--- Material to process Enclosed Below ---

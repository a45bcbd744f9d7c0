use sqlx::{query, query_as, SqlitePool};

use crate::db::models::SessionEntry;

/// Stores `value` under `key`, replacing any previous value
pub async fn put_session_value(
    pool: &SqlitePool,
    key: &str,
    value: &str,
) -> Result<(), sqlx::Error> {
    query(
        "INSERT INTO session_state (key, value, saved_at) VALUES (?, ?, ?)
         ON CONFLICT(key) DO UPDATE SET value = excluded.value, saved_at = excluded.saved_at",
    )
    .bind(key)
    .bind(value)
    .bind(chrono::Local::now().to_rfc3339())
    .execute(pool)
    .await?;

    Ok(())
}

/// Retrieves the entry stored under `key`, if any
pub async fn get_session_entry(
    pool: &SqlitePool,
    key: &str,
) -> Result<Option<SessionEntry>, sqlx::Error> {
    query_as::<_, SessionEntry>("SELECT key, value, saved_at FROM session_state WHERE key = ?")
        .bind(key)
        .fetch_optional(pool)
        .await
}

/// Removes every stored entry, returning how many were dropped
pub async fn clear_session(pool: &SqlitePool) -> Result<u64, sqlx::Error> {
    let result = query("DELETE FROM session_state").execute(pool).await?;
    Ok(result.rows_affected())
}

--- End of Enclosed Material to process ---

What is being asked: Print all of the entries again, exactly as written.

Task answer:
repository a45bcbd744f9d7c0
use sqlx::{query, query_as, SqlitePool};

use crate::db::models::SessionEntry;

/// Stores `value` under `key`, replacing any previous value
pub async fn put_session_value(
    pool: &SqlitePool,
    key: &str,
    value: &str,
) -> Result<(), sqlx::Error> {
    query(
        "INSERT INTO session_state (key, value, saved_at) VALUES (?, ?, ?)
         ON CONFLICT(key) DO UPDATE SET value = excluded.value, saved_at = excluded.saved_at",
    )
    .bind(key)
    .bind(value)
    .bind(chrono::Local::now().to_rfc3339())
    .execute(pool)
    .await?;

    Ok(())
}

/// Retrieves the entry stored under `key`, if any
pub async fn get_session_entry(
    pool: &SqlitePool,
    key: &str,
) -> Result<Option<SessionEntry>, sqlx::Error> {
    query_as::<_, SessionEntry>("SELECT key, value, saved_at FROM session_state WHERE key = ?")
        .bind(key)
        .fetch_optional(pool)
        .await
}

/// Removes every stored entry, returning how many were dropped
pub async fn clear_session(pool: &SqlitePool) -> Result<u64, sqlx::Error> {
    let result = query("DELETE FROM session_state").execute(pool).await?;
    Ok(result.rows_affected())
}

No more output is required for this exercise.